SOURCE INFORMATION:
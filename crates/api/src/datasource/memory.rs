use async_trait::async_trait;
use chrono::{DateTime, SubsecRound, Utc};
use parking_lot::RwLock;
use std::collections::HashMap;
use uuid::Uuid;

use infra::models::{
    BetRow, LeaderboardRow, LiquidityEventRow, MarketRow, OracleRow, TradeRow, UserRow,
};
use infra::pagination::Keyset;
use infra::repos::users::normalize_address;
use infra::repos::{LeaderboardPeriod, MarketFilter};

use super::{
    checked_total, validate_bet, validate_liquidity, validate_new_market, BetReceipt, DataResult,
    DataSourceError, LiquidityReceipt, MarketApi, NewMarket, PlaceBet, MANUAL_ORACLE_ID,
};
use crate::auth::AuthUser;

/// Postgres keeps microseconds; match it so cursors round-trip.
fn now() -> DateTime<Utc> {
    Utc::now().trunc_subsecs(6)
}

#[derive(Default)]
struct MemoryStore {
    oracles: HashMap<Uuid, OracleRow>,
    markets: HashMap<Uuid, MarketRow>,
    users: HashMap<Uuid, UserRow>,
    bets: Vec<BetRow>,
    trades: Vec<TradeRow>,
    liquidity_events: Vec<LiquidityEventRow>,
}

impl MemoryStore {
    fn ensure_user(&mut self, id: Uuid, address: &str) -> DataResult<UserRow> {
        if let Some(existing) = self.users.get(&id) {
            return Ok(existing.clone());
        }

        let address = normalize_address(address);
        if self.users.values().any(|u| u.address == address) {
            return Err(DataSourceError::Invalid(format!(
                "Address {address} is already registered to another user"
            )));
        }

        let row = UserRow {
            id,
            address,
            display_name: None,
            created_at: now(),
        };
        self.users.insert(id, row.clone());
        Ok(row)
    }
}

/// Process-local market data source. Nothing survives a restart.
pub struct InMemoryMarketApi {
    store: RwLock<MemoryStore>,
}

impl Default for InMemoryMarketApi {
    fn default() -> Self {
        Self::new()
    }
}

impl InMemoryMarketApi {
    /// Empty store holding only the manual oracle.
    pub fn new() -> Self {
        let api = Self {
            store: RwLock::new(MemoryStore::default()),
        };
        api.store.write().oracles.insert(
            MANUAL_ORACLE_ID,
            OracleRow {
                id: MANUAL_ORACLE_ID,
                name: "manual".to_string(),
                endpoint: "manual://operator".to_string(),
                created_at: now(),
            },
        );
        api
    }

    /// Register an additional oracle and return it.
    pub fn add_oracle(&self, name: &str, endpoint: &str) -> OracleRow {
        let row = OracleRow {
            id: Uuid::new_v4(),
            name: name.to_string(),
            endpoint: endpoint.to_string(),
            created_at: now(),
        };
        self.store.write().oracles.insert(row.id, row.clone());
        row
    }

    /// Insert a market row as-is, bypassing creation checks.
    pub fn insert_market(&self, market: MarketRow) {
        self.store.write().markets.insert(market.id, market);
    }
}

#[async_trait]
impl MarketApi for InMemoryMarketApi {
    async fn health(&self) -> DataResult<()> {
        Ok(())
    }

    async fn get_market(&self, id: Uuid) -> DataResult<Option<MarketRow>> {
        Ok(self.store.read().markets.get(&id).cloned())
    }

    async fn list_markets(&self, filter: &MarketFilter, limit: i64) -> DataResult<Vec<MarketRow>> {
        let now = now();
        let store = self.store.read();

        let mut rows: Vec<MarketRow> = store
            .markets
            .values()
            .filter(|m| filter.matches(m, now))
            .cloned()
            .collect();

        rows.sort_by(|a, b| {
            b.volume
                .cmp(&a.volume)
                .then_with(|| b.created_at.cmp(&a.created_at))
        });
        rows.truncate(limit.max(0) as usize);

        Ok(rows)
    }

    async fn create_market(&self, input: NewMarket, creator: &AuthUser) -> DataResult<MarketRow> {
        let input = validate_new_market(input)?;
        let mut store = self.store.write();

        if !store.oracles.contains_key(&input.oracle_id) {
            return Err(DataSourceError::not_found("oracle", input.oracle_id));
        }

        let creator_row = store.ensure_user(creator.id, &creator.address)?;
        let now = now();
        let market = MarketRow {
            id: Uuid::new_v4(),
            question: input.question,
            probability: input.initial_probability,
            volume: 0,
            liquidity: input.initial_liquidity,
            resolution: input.resolution,
            oracle_id: input.oracle_id,
            created_by: Some(creator_row.id),
            created_at: now,
            updated_at: now,
        };
        store.markets.insert(market.id, market.clone());

        Ok(market)
    }

    async fn place_bet(&self, input: PlaceBet, user: &AuthUser) -> DataResult<BetReceipt> {
        validate_bet(&input)?;

        let now = now();
        let mut store = self.store.write();

        let market = store
            .markets
            .get(&input.market_id)
            .cloned()
            .ok_or_else(|| DataSourceError::not_found("market", input.market_id))?;

        if !market.is_open_at(now) {
            return Err(DataSourceError::Closed(market.id));
        }

        let volume = checked_total(market.volume, input.amount, "volume")?;

        let trader = store.ensure_user(user.id, &user.address)?;

        let bet = BetRow {
            id: Uuid::new_v4(),
            market_id: market.id,
            user_id: trader.id,
            outcome: input.outcome,
            amount: input.amount,
            price: market.price_for(input.outcome),
            created_at: now,
        };
        let trade = TradeRow {
            id: Uuid::new_v4(),
            market_id: bet.market_id,
            bet_id: bet.id,
            trader_id: bet.user_id,
            outcome: bet.outcome,
            amount: bet.amount,
            price: bet.price,
            created_at: bet.created_at,
        };

        let updated = MarketRow {
            volume,
            updated_at: now,
            ..market
        };
        store.markets.insert(updated.id, updated.clone());
        store.bets.push(bet.clone());
        store.trades.push(trade.clone());

        Ok(BetReceipt {
            bet,
            trade,
            market: updated,
        })
    }

    async fn add_liquidity(
        &self,
        market_id: Uuid,
        amount: i64,
        provider: &AuthUser,
    ) -> DataResult<LiquidityReceipt> {
        validate_liquidity(amount)?;

        let now = now();
        let mut store = self.store.write();

        let market = store
            .markets
            .get(&market_id)
            .cloned()
            .ok_or_else(|| DataSourceError::not_found("market", market_id))?;

        let liquidity = checked_total(market.liquidity, amount, "liquidity")?;

        let provider_row = store.ensure_user(provider.id, &provider.address)?;

        let event = LiquidityEventRow {
            id: Uuid::new_v4(),
            market_id,
            provider_id: provider_row.id,
            amount,
            created_at: now,
        };
        let updated = MarketRow {
            liquidity,
            updated_at: now,
            ..market
        };
        store.markets.insert(market_id, updated.clone());
        store.liquidity_events.push(event.clone());

        Ok(LiquidityReceipt {
            event,
            market: updated,
        })
    }

    async fn bets_for_market(&self, market_id: Uuid) -> DataResult<Vec<BetRow>> {
        let store = self.store.read();
        let mut rows: Vec<BetRow> = store
            .bets
            .iter()
            .filter(|b| b.market_id == market_id)
            .cloned()
            .collect();
        rows.sort_by_key(|b| (b.created_at, b.id));
        Ok(rows)
    }

    async fn trades_for_market(
        &self,
        market_id: Uuid,
        after: Option<Keyset>,
        limit: i64,
    ) -> DataResult<Vec<TradeRow>> {
        let store = self.store.read();
        let mut rows: Vec<TradeRow> = store
            .trades
            .iter()
            .filter(|t| t.market_id == market_id)
            .filter(|t| after.map_or(true, |cursor| cursor.admits(t.created_at, t.id)))
            .cloned()
            .collect();
        rows.sort_by(|a, b| (b.created_at, b.id).cmp(&(a.created_at, a.id)));
        rows.truncate(limit.max(0) as usize);
        Ok(rows)
    }

    async fn list_oracles(&self) -> DataResult<Vec<OracleRow>> {
        let mut rows: Vec<OracleRow> = self.store.read().oracles.values().cloned().collect();
        rows.sort_by(|a, b| a.name.cmp(&b.name));
        Ok(rows)
    }

    async fn oracles_by_ids(&self, ids: &[Uuid]) -> DataResult<Vec<OracleRow>> {
        let store = self.store.read();
        Ok(ids
            .iter()
            .filter_map(|id| store.oracles.get(id).cloned())
            .collect())
    }

    async fn users_by_ids(&self, ids: &[Uuid]) -> DataResult<Vec<UserRow>> {
        let store = self.store.read();
        Ok(ids
            .iter()
            .filter_map(|id| store.users.get(id).cloned())
            .collect())
    }

    async fn user_by_address(&self, address: &str) -> DataResult<Option<UserRow>> {
        let address = normalize_address(address);
        let store = self.store.read();
        Ok(store
            .users
            .values()
            .find(|u| u.address == address)
            .cloned())
    }

    async fn leaderboard(
        &self,
        period: LeaderboardPeriod,
        limit: i64,
    ) -> DataResult<Vec<LeaderboardRow>> {
        let since = period.cutoff(now());
        let store = self.store.read();

        let mut totals: HashMap<Uuid, (i64, i64)> = HashMap::new();
        for bet in store
            .bets
            .iter()
            .filter(|b| since.map_or(true, |cutoff| b.created_at >= cutoff))
        {
            let entry = totals.entry(bet.user_id).or_insert((0, 0));
            entry.0 = entry.0.saturating_add(bet.amount);
            entry.1 += 1;
        }

        let mut rows: Vec<LeaderboardRow> = totals
            .into_iter()
            .filter_map(|(user_id, (volume, bet_count))| {
                store.users.get(&user_id).map(|u| LeaderboardRow {
                    user_id,
                    address: u.address.clone(),
                    display_name: u.display_name.clone(),
                    created_at: u.created_at,
                    volume,
                    bet_count,
                })
            })
            .collect();

        rows.sort_by(|a, b| {
            b.volume
                .cmp(&a.volume)
                .then_with(|| b.bet_count.cmp(&a.bet_count))
                .then_with(|| a.address.cmp(&b.address))
        });
        rows.truncate(limit.max(0) as usize);

        Ok(rows)
    }
}
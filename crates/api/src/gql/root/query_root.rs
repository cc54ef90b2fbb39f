use async_graphql::MergedObject;

use crate::gql::domains::leaderboard::LeaderboardQuery;
use crate::gql::domains::markets::MarketQuery;
use crate::gql::domains::users::UserQuery;

#[derive(MergedObject, Default)]
pub struct QueryRoot(MarketQuery, UserQuery, LeaderboardQuery);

WORK REQUIRED: Wherever the word "true" appears in the listing above, copy that line.

OUTPUT OF THE TASK:
            .filter(|t| after.map_or(true, |cursor| cursor.admits(t.created_at, t.id)))
            .filter(|b| since.map_or(true, |cutoff| b.created_at >= cutoff))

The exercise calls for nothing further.